Roar will publish a first-person story about abortion, “My Abortion: A Daily Story,” every day for at least 365 days.
Today’s story comes from a story originally printed in the Guardian, as Rachel Gasston discusses how abortion literally saved her life.
Rachel Gasston, 30
I had an abortion in 2002, when I was 26 years old and studying for extra A-levels. I was all set to attend university, and had been offered a conditional place at Oxford, so I was working really hard.
Living with my parents, I had been feeling very ill, and thought that it must just be a general malaise. I mentioned it to my mother though, and she asked whether I could be pregnant. I was pretty shocked, as I had only been seeing my boyfriend for about three months, and, even at that stage, it wasn’t a great relationship.

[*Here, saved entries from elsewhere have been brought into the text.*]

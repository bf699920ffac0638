use reqwest::Method;

use crate::domain::qc_record::{ManualResult, QcFormRecord, QcFormRecordRequest};
use crate::domain::types::{RecordId, RejectionReason};
use crate::repository::errors::RepositoryResult;
use crate::repository::{BackendRepository, QcRecordReader, QcRecordWriter, RecordListQuery};

impl QcRecordReader for BackendRepository {
    async fn list_records(&self, query: RecordListQuery) -> RepositoryResult<Vec<QcFormRecord>> {
        if query.mine {
            return self.get("/qc-records/my").await;
        }
        match query.status {
            Some(status) => self.get(&format!("/qc-records/status/{status}")).await,
            None => self.get("/qc-records").await,
        }
    }

    async fn get_record_by_id(&self, id: RecordId) -> RepositoryResult<Option<QcFormRecord>> {
        self.find(&format!("/qc-records/{id}")).await
    }
}

impl QcRecordWriter for BackendRepository {
    async fn create_record(&self, request: &QcFormRecordRequest) -> RepositoryResult<QcFormRecord> {
        self.post("/qc-records", request).await
    }

    async fn submit_record(&self, id: RecordId) -> RepositoryResult<QcFormRecord> {
        self.send(self.request(Method::POST, &format!("/qc-records/{id}/submit")))
            .await
    }

    async fn approve_record(
        &self,
        id: RecordId,
        result: ManualResult,
    ) -> RepositoryResult<QcFormRecord> {
        let request = self
            .request(Method::POST, &format!("/qc-records/{id}/approve"))
            .query(&[("result", result.as_str())]);
        self.send(request).await
    }

    async fn reject_record(
        &self,
        id: RecordId,
        reason: &RejectionReason,
        result: ManualResult,
    ) -> RepositoryResult<QcFormRecord> {
        let request = self
            .request(Method::POST, &format!("/qc-records/{id}/reject"))
            .query(&[("reason", reason.as_str()), ("result", result.as_str())]);
        self.send(request).await
    }

    async fn update_record_notes(
        &self,
        id: RecordId,
        notes: &str,
    ) -> RepositoryResult<QcFormRecord> {
        self.put_text(&format!("/qc-records/{id}/notes"), notes).await
    }

    async fn delete_record(&self, id: RecordId) -> RepositoryResult<()> {
        self.delete(&format!("/qc-records/{id}")).await
    }
}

After a couple of pregnancy tests, though, the doctor confirmed that my mother had been right. I remember immediately thinking, “I’m not doing this.” I was absolutely sure. That was weird, because I had actually been quite anti-abortion before. I knew one woman who had had an abortion and I had been quite disapproving. As soon as I knew that I was pregnant, though, my only thought was that this had to be over as soon as possible.
Setting up the abortion was fairly straightforward and I had a surgical procedure at a Marie Stopes clinic (paid for by the NHS) at eight weeks pregnant. I was fully conscious throughout – I think I was offered a general anaesthetic, but I didn’t want an overnight stay – and I have to say I was shocked by how violent the procedure was. It wasn’t painful, but I was taken aback at just how vigorous the doctor was.

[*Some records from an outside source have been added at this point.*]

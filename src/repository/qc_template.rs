use reqwest::Method;

use crate::domain::qc_template::{QcFormTemplate, QcFormTemplateRequest};
use crate::domain::types::TemplateId;
use crate::repository::errors::RepositoryResult;
use crate::repository::{BackendRepository, QcTemplateReader, QcTemplateWriter, TemplateListQuery};

impl QcTemplateReader for BackendRepository {
    async fn list_templates(&self, query: TemplateListQuery) -> RepositoryResult<Vec<QcFormTemplate>> {
        let request = match query.machine_id {
            Some(machine_id) => {
                self.request(Method::GET, &format!("/qc-templates/machine/{machine_id}"))
            }
            None => self.request(Method::GET, "/qc-templates"),
        };
        let request = match query.search.as_deref().map(str::trim) {
            Some(term) if !term.is_empty() => request.query(&[("search", term)]),
            _ => request,
        };
        self.send(request).await
    }

    async fn get_template_by_id(&self, id: TemplateId) -> RepositoryResult<Option<QcFormTemplate>> {
        self.find(&format!("/qc-templates/{id}")).await
    }
}

impl QcTemplateWriter for BackendRepository {
    async fn create_template(
        &self,
        request: &QcFormTemplateRequest,
    ) -> RepositoryResult<QcFormTemplate> {
        self.post("/qc-templates", request).await
    }

    async fn update_template(
        &self,
        id: TemplateId,
        request: &QcFormTemplateRequest,
    ) -> RepositoryResult<QcFormTemplate> {
        self.put(&format!("/qc-templates/{id}"), request).await
    }

    async fn delete_template(&self, id: TemplateId) -> RepositoryResult<()> {
        self.delete(&format!("/qc-templates/{id}")).await
    }
}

I am from South Africa and there it is illegal to have an abortion. Even now, when I think about it, all these years later, I am overcome with relief and gratitude that I live in a country where it is my decision – not the state’s – whether I have children or not.
In fact, I actually think that the abortion saved my life. If I hadn’t had the option of a legal termination, I would have tried to do it myself, and, if that hadn’t worked and hadn’t killed me, I’m fairly certain I would have killed myself.